291 P. 1016 | Cal. Ct. App. | 1920
Defendant, on the judgment-roll alone, appeals from an adverse judgment. While this appeal was pending, the original plaintiff and respondent, John P. Clark, died, and the administrator of his estate, Arthur Anderson, was substituted in the suit. Notwithstanding this substitution, we shall, for convenience, refer to the original plaintiff, Clark, as the plaintiff in the action and the respondent on this appeal.
From the findings it appears that on March 5, 1908, the plaintiff, John P. Clark, and Thomas H. Thompson, defendant's grantor, entered into a written contract whereby Thompson, as vendor, agreed to sell and convey, and plaintiff, *291 as vendee, agreed to purchase, for four thousand eight hundred dollars, payable in installments, four lots in Tulare County. The property that Thompson thus agreed to convey to plaintiff is described in their contract as follows: "Lots One, Three, Six and Seven of Riverside Colony, as shown and delineated on the map of said Colony on file in the office of the County Recorder for the said county of Tulare, save and except some rights of way granted to the Consolidated Canal Company."

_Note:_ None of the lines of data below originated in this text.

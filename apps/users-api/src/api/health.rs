//! Readiness endpoint

use axum::{Json, Router, extract::State, http::StatusCode, routing::get};
use axum_helpers::{HealthCheckFuture, run_health_checks};
use serde_json::Value;

use crate::state::AppState;

pub fn router(state: AppState) -> Router {
    Router::new()
        .route("/ready", get(readiness_check))
        .with_state(state)
}

/// 200 when MongoDB answers a ping, 503 otherwise.
async fn readiness_check(State(state): State<AppState>) -> (StatusCode, Json<Value>) {
    let client = state.mongo_client.clone();
    let checks: Vec<(&str, HealthCheckFuture)> = vec![(
        "mongodb",
        Box::pin(async move {
            let status = database::mongodb::check_health_detailed(&client).await;
            if status.healthy {
                Ok(())
            } else {
                Err(status.message.unwrap_or_else(|| "ping failed".to_string()))
            }
        }),
    )];

    run_health_checks(checks).await
}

Prior to this contract, namely, on October 28, 1905, the California Savings and Loan Society, the then owner of the lots, had deeded to the Consolidated Canal Company a strip of land, four rods wide, on and along the north and east sides of lot 3, on and along the east side of lot 6, and on and along the south side of lot 7. So that, when plaintiff entered into his written agreement with Thompson to purchase the lots, the latter did not own the title, in fee, to every part of each of the four lots, free of all encumbrances, save a mere right of way or easement in favor of the Consolidated Canal Company for a canal, but the canal company owned the fee to all of a strip of land, four rods wide, along the north and east sides of lot 3, along the east side of lot 6, and along the south side of lot 7. The deed to the canal company was duly recorded on November 6, 1905, in the office of the county recorder.

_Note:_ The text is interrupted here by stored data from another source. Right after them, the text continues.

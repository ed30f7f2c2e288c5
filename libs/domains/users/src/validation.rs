use axum_helpers::{FieldError, FieldErrors, ValidateFields, rules};

use crate::models::UserRequest;

pub const NOT_BLANK: &str = "must not be null or empty";
pub const NAME_SIZE: &str = "must be between 3 and 50 characters";
pub const NAME_TRIMMED: &str = "field cannot have black spaces at the beginning or at end";
pub const INVALID_EMAIL: &str = "invalid email";

const NAME_MIN: usize = 3;
const NAME_MAX: usize = 50;

impl ValidateFields for UserRequest {
    fn field_errors(&self) -> Vec<FieldError> {
        let name = self.name.as_deref();
        let email = self.email.as_deref();
        let password = self.password.as_deref();

        let mut errors = FieldErrors::new();
        errors
            .check("name", !rules::is_blank(name), NOT_BLANK)
            .check(
                "name",
                name.is_none_or(|n| rules::char_len_between(n, NAME_MIN, NAME_MAX)),
                NAME_SIZE,
            )
            .check("name", name.is_none_or(rules::is_trimmed), NAME_TRIMMED)
            .check("email", !rules::is_blank(email), NOT_BLANK)
            .check(
                "email",
                rules::is_blank(email) || email.is_some_and(rules::is_email),
                INVALID_EMAIL,
            )
            .check("password", !rules::is_blank(password), NOT_BLANK);
        errors.into_vec()
    }
}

At the time when plaintiff and Thompson entered into their written agreement, the latter represented to plaintiff that he then owned all of the four lots, and that he held the fee simple title to the whole thereof, "free and clear of all encumbrances, save and except a right of way for a canal theretofore granted to the Consolidated Canal Company, a corporation, to wit, a right of way on and over a strip of land four rods wide on and along the north and east sides of lot 3, on and along the east side of lot 6, and on and along the south side of lot 7." Plaintiff believed this representation and relied upon it in making the contract to purchase the lots, and had no actual notice that there had been conveyed to the canal company the fee to a strip of land, four rods wide, on and along the sides of the lots.

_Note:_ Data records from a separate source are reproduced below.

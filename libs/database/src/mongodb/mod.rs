//! MongoDB connection management

mod config;
mod connector;
mod health;

pub use config::MongoConfig;
pub use connector::{connect, connect_from_config, connect_from_config_with_retry};
pub use health::{HealthStatus, check_health_detailed};

pub use mongodb::{Client, Collection, Database};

Under the terms of the agreement between plaintiff and Thompson, the last installment of the purchase price was *292 payable March 5, 1911, when, if all payments were made as they fell due, plaintiff, under the terms of his contract, would be entitled to a deed to the land for which he had bargained. Plaintiff, prior to March 5, 1911, promptly paid the several installments that had previously accrued, and, on March 5, 1911, offered to make payment of the final installment if Thompson, his vendor, would convey to him title to the lots, encumbered only with a right of way or easement for a canal or canals. This Thompson was unable to do, for the canal company owned the fee to a part of the lots, namely, the fee to a strip four rods wide on and along the sides of the lots, instead of a mere easement or right of way on and over the lots, as represented to plaintiff when he bargained for the property. Though unable to comply with plaintiff's offer, Thompson, nevertheless, demanded that plaintiff pay him the full amount of the balance of the purchase price as a condition precedent to a conveyance of the lots with the strip four rods wide excepted therefrom. This plaintiff declined to do; instead, he offered to pay Thompson the balance of the purchase price less a certain amount found by the court to be the value of the title that Thompson was unable to convey by reason of the previous conveyance of the four-rod strip to the Consolidated Canal Company. Thompson thereafter conveyed the property to defendant, who took with knowledge of the contract previously made by his grantor with plaintiff.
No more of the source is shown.